Tingginya antusiasme warga RI ini diakui langsung oleh Head of Marketing IHH Healthcare Malaysia, Khairul Annuar Yusof. Ia mengungkapkan bahwa pasien asal Indonesia mendominasi porsi pasien asing di jaringan mereka.
“Pasien asal Indonesia mendominasi sekitar 80 persen dari total pasien internasional yang berobat di jaringan rumah sakit IHH Healthcare Malaysia. Bahkan, kontribusi pasien Indonesia mencapai sekitar 30 persen jika dibandingkan dengan jumlah pasien domestik yang kami layani,” ujar Khairul di sela Healthcare Expo 2026 di Pakuwon Mall Surabaya, Jumat (17/7/2026).
Menurut Khairul, alasan utama warga RI rela menyeberang negara adalah untuk mendapatkan penanganan medis yang lebih komprehensif, cepat, dan terpercaya. Sebagian besar pasien memburu penanganan untuk penyakit dengan tingkat kompleksitas tinggi.
Berikut adalah 5 kasus penyakit yang paling banyak dibawa pasien Indonesia ke Malaysia adalah kanker onkologi menyumbang hampir 50 persen dari total pasien kanker internasional di IHH, penyakit jantung, ortopedi, gangguan saraf, penyakit saluran pencernaan.

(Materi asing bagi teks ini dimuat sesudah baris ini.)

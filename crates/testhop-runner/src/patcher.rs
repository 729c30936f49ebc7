//! Retargets a test's build descriptor at the runtime under test.

use regex::Regex;
use std::io;
use std::path::{Path, PathBuf};
use std::sync::OnceLock;
use testhop_core::RuntimeVersion;

const TARGET_FRAMEWORK: &str = r"<TargetFramework>net(?:coreapp)?\d+\.\d+</TargetFramework>";

fn target_framework() -> Option<&'static Regex> {
    static PATTERN: OnceLock<Option<Regex>> = OnceLock::new();
    PATTERN.get_or_init(|| Regex::new(TARGET_FRAMEWORK).ok()).as_ref()
}

/// Build descriptor of the test named `name` in `test_dir`.
pub fn build_descriptor_path(test_dir: &Path, name: &str) -> PathBuf {
    test_dir.join(format!("{name}.csproj"))
}

/// Target-framework moniker for `version`: `netcoreappM.m` before 4.0,
/// `netM.m` after.
pub fn target_framework_moniker(version: &RuntimeVersion) -> String {
    if version.major < 4 {
        format!("netcoreapp{}", version.major_minor())
    } else {
        format!("net{}", version.major_minor())
    }
}

/// Rewrite every target-framework marker in `contents`.
pub fn patch_contents(contents: &str, version: &RuntimeVersion) -> String {
    let Some(pattern) = target_framework() else {
        return contents.to_string();
    };
    let replacement = format!(
        "<TargetFramework>{}</TargetFramework>",
        target_framework_moniker(version)
    );
    pattern
        .replace_all(contents, regex::NoExpand(&replacement))
        .into_owned()
}

/// Patch the build descriptor in place. `Ok(false)` when the test has none.
pub fn patch_build_descriptor(
    test_dir: &Path,
    name: &str,
    version: &RuntimeVersion,
) -> io::Result<bool> {
    let path = build_descriptor_path(test_dir, name);
    let contents = match std::fs::read_to_string(&path) {
        Ok(c) => c,
        Err(e) if e.kind() == io::ErrorKind::NotFound => return Ok(false),
        Err(e) => return Err(e),
    };

    let patched = patch_contents(&contents, version);
    if patched != contents {
        std::fs::write(&path, patched)?;
    }
    Ok(true)
}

Menariknya, jalur berburu sehat warga Indonesia ke Malaysia ini terbagi berdasarkan wilayah asal pasien demi efisiensi akses geografis Batam dan sekitarnya Johor, Surabaya dan Indonesia Timur Penang, Kuala Lumpur.
Untuk mengakomodasi gelombang pasien RI yang masif ini, pihak rumah sakit Malaysia bahkan harus mendesain paket perawatan super efisien. “Rencana perawatan kami sesuaikan agar efektif dalam waktu kunjungan pasien yang umumnya berlangsung sekitar satu minggu atau lebih,” tambah Khairul.

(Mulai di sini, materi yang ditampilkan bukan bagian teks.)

//! Execution backends.
//!
//! [`BackendDispatcher`] turns one eligible descriptor into an
//! [`Execution`]: an exit code plus the full captured output. Launch
//! failures never escape as errors; they become exit code `-1` and a
//! diagnostic block in the output. The only error a backend returns is an
//! [`OperatorError`], which aborts the run.

use crate::patcher::patch_build_descriptor;
use crate::runner::{run_step, Step};
use async_trait::async_trait;
use feed_negotiator::{FeedOverride, FEED_CONFIG_FILE};
use std::fmt::Write as _;
use std::io;
use std::path::{Path, PathBuf};
use testhop_core::{OperatorError, RunConfig, RunLog, RunTarget, TestDescriptor, TestKind};
use tracing::{debug, info, warn};

/// Script run by shell tests.
pub const SHELL_SCRIPT: &str = "test.sh";

/// Exit code recorded when a child process could not be launched.
pub const LAUNCH_FAILURE: i32 = -1;

/// Outcome of one test execution.
#[derive(Debug, Clone, PartialEq, Eq)]
pub struct Execution {
    pub exit_code: i32,
    pub output: String,
}

impl Execution {
    pub fn passed(&self) -> bool {
        self.exit_code == 0
    }
}

/// The managed-framework driver program.
#[derive(Debug, Clone, PartialEq, Eq)]
pub struct DotnetCli {
    pub program: PathBuf,
}

impl DotnetCli {
    pub fn new(program: impl Into<PathBuf>) -> Self {
        Self {
            program: program.into(),
        }
    }
}

impl Default for DotnetCli {
    fn default() -> Self {
        Self::new("dotnet")
    }
}

/// Runs one test to completion.
#[async_trait]
pub trait TestExecutor: Send + Sync {
    async fn execute(
        &self,
        descriptor: &TestDescriptor,
        test_dir: &Path,
    ) -> Result<Execution, OperatorError>;
}

/// Removes a materialized feed configuration when dropped, whatever the
/// test outcome.
#[derive(Debug)]
struct FeedConfigGuard {
    path: PathBuf,
}

impl FeedConfigGuard {
    fn install(path: PathBuf, payload: &str) -> io::Result<Self> {
        std::fs::write(&path, payload)?;
        debug!(path = ?path, "feed configuration written");
        Ok(Self { path })
    }
}

impl Drop for FeedConfigGuard {
    fn drop(&mut self) {
        match std::fs::remove_file(&self.path) {
            Ok(()) => debug!(path = ?self.path, "feed configuration removed"),
            Err(e) if e.kind() == io::ErrorKind::NotFound => {}
            Err(e) => warn!(path = ?self.path, error = %e, "cannot remove feed configuration"),
        }
    }
}

/// Captured output of one test, built up step by step.
struct Transcript {
    text: String,
}

impl Transcript {
    fn new(test_name: &str) -> Self {
        Self {
            text: format!("{test_name}\n\n"),
        }
    }

    fn note(&mut self, line: &str) {
        let _ = writeln!(self.text, "{line}");
    }

    fn failure(&mut self, step: &str, error: &io::Error) -> i32 {
        let _ = writeln!(self.text, "# Launch Failure");
        let _ = writeln!(self.text, "step: {step}");
        let _ = writeln!(self.text, "kind: {:?}", error.kind());
        let _ = writeln!(self.text, "message: {error}");
        let _ = writeln!(self.text, "# Exit Code: {LAUNCH_FAILURE}");
        LAUNCH_FAILURE
    }

    /// Run `step`, append its block, return its exit code.
    async fn run(&mut self, step: Step) -> i32 {
        match run_step(&step).await {
            Ok(result) => {
                result.render_into(&mut self.text);
                result.exit_code
            }
            Err(e) => self.failure(&step.label, &e),
        }
    }

    fn finish(self, exit_code: i32) -> Execution {
        Execution {
            exit_code,
            output: self.text,
        }
    }
}

/// Dispatches descriptors to the backend for their kind and narrates the
/// outcome.
pub struct BackendDispatcher<'a> {
    target: &'a RunTarget,
    dotnet: &'a DotnetCli,
    feeds: Option<&'a FeedOverride>,
    log: &'a RunLog,
    config: &'a RunConfig,
}

impl<'a> BackendDispatcher<'a> {
    pub fn new(
        target: &'a RunTarget,
        dotnet: &'a DotnetCli,
        feeds: Option<&'a FeedOverride>,
        log: &'a RunLog,
        config: &'a RunConfig,
    ) -> Self {
        Self {
            target,
            dotnet,
            feeds,
            log,
            config,
        }
    }

    async fn run_kind(
        &self,
        descriptor: &TestDescriptor,
        test_dir: &Path,
    ) -> Result<Execution, OperatorError> {
        match &descriptor.kind {
            TestKind::ManagedFramework => self.run_managed(descriptor, test_dir).await,
            TestKind::Shell => Ok(self.run_shell(descriptor, test_dir).await),
            TestKind::Unsupported(kind) => {
                let mut transcript = Transcript::new(&descriptor.name);
                transcript.note(&format!("Unknown test type {kind:?}"));
                Ok(transcript.finish(1))
            }
        }
    }

    async fn run_managed(
        &self,
        descriptor: &TestDescriptor,
        test_dir: &Path,
    ) -> Result<Execution, OperatorError> {
        let feed_path = test_dir.join(FEED_CONFIG_FILE);
        if self.feeds.is_some() && feed_path.exists() {
            return Err(OperatorError::StaleFeedConfig { path: feed_path });
        }

        let mut transcript = Transcript::new(&descriptor.name);

        match patch_build_descriptor(test_dir, &descriptor.name, &self.target.version) {
            Ok(true) => debug!(test = %descriptor.name, "build descriptor retargeted"),
            Ok(false) => transcript.note("No project file to update"),
            Err(e) => {
                let code = transcript.failure("patch build descriptor", &e);
                return Ok(transcript.finish(code));
            }
        }

        let _guard = match self.feeds {
            Some(feeds) => match FeedConfigGuard::install(feed_path, &feeds.payload) {
                Ok(guard) => Some(guard),
                Err(e) => {
                    let code = transcript.failure("write feed configuration", &e);
                    return Ok(transcript.finish(code));
                }
            },
            None => None,
        };

        let restore = Step::new("dotnet restore", &self.dotnet.program, test_dir).arg("restore");
        let code = transcript.run(restore).await;
        if code != 0 {
            return Ok(transcript.finish(code));
        }

        let test = Step::new("dotnet test", &self.dotnet.program, test_dir).arg("test");
        let code = transcript.run(test).await;
        Ok(transcript.finish(code))
    }

    async fn run_shell(&self, descriptor: &TestDescriptor, test_dir: &Path) -> Execution {
        let mut transcript = Transcript::new(&descriptor.name);
        let script = test_dir.join(SHELL_SCRIPT);
        if !script.is_file() {
            transcript.note(&format!(
                "Unable to find '{SHELL_SCRIPT}' in {}",
                test_dir.display()
            ));
            return transcript.finish(1);
        }

        let step = Step::new(SHELL_SCRIPT, script, test_dir).arg(self.target.requested.clone());
        let code = transcript.run(step).await;
        transcript.finish(code)
    }

    fn persist_failure(&self, test_name: &str, execution: &Execution) {
        let path = self.config.test_log_path(test_name);
        if let Err(e) = std::fs::write(&path, &execution.output) {
            warn!(test = %test_name, path = ?path, error = %e, "cannot write test log");
        }
    }
}

#[async_trait]
impl TestExecutor for BackendDispatcher<'_> {
    async fn execute(
        &self,
        descriptor: &TestDescriptor,
        test_dir: &Path,
    ) -> Result<Execution, OperatorError> {
        let name = &descriptor.name;
        self.log.console(&format!("Running {name}"));
        self.log.test(name, "Running test...");

        let execution = self.run_kind(descriptor, test_dir).await?;

        if execution.passed() {
            self.log.test(name, "PASS");
            self.log.console("Result: PASS");
        } else {
            self.persist_failure(name, &execution);
            let line = format!("FAIL - Code: {}", execution.exit_code);
            self.log.test(name, &line);
            self.log.console(&format!("Result: {line}"));
        }
        info!(test = %name, exit_code = execution.exit_code, "test finished");

        Ok(execution)
    }
}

Sadar bahwa Indonesia adalah pasar yang sangat strategis, IHH Healthcare Malaysia menggelar Healthcare Expo 2026 di Surabaya pada 16-19 Juli 2026. Mereka memboyong 10 rumah sakit ternama (seperti Gleneagles, Pantai Hospital, Island Hospital, dan Prince Court Medical Centre) untuk memberikan konsultasi gratis dan estimasi biaya langsung kepada warga Surabaya.
Tak hanya pameran, mereka juga telah menancapkan kuku bisnisnya dengan mendirikan kantor perwakilan resmi di Jakarta, Surabaya, Medan, dan Batam. Kantor ini berfungsi sebagai jembatan yang mengurus segalanya mulai dari konsultasi awal, proses rujukan, hingga koordinasi pasca-pengobatan saat pasien sudah kembali ke Indonesia.
Fenomena ramai-ramai berobat ke Malaysia ini menjadi alarm keras sekaligus momentum penting bagi dunia medis tanah air. Tingginya angka eksodus pasien ini menjadi cerminan bahwa kualitas, kecepatan, dan kepercayaan terhadap layanan kesehatan nasional masih perlu dievaluasi total agar mampu bersaing dan menahan devisa negara tidak terus mengalir ke luar negeri.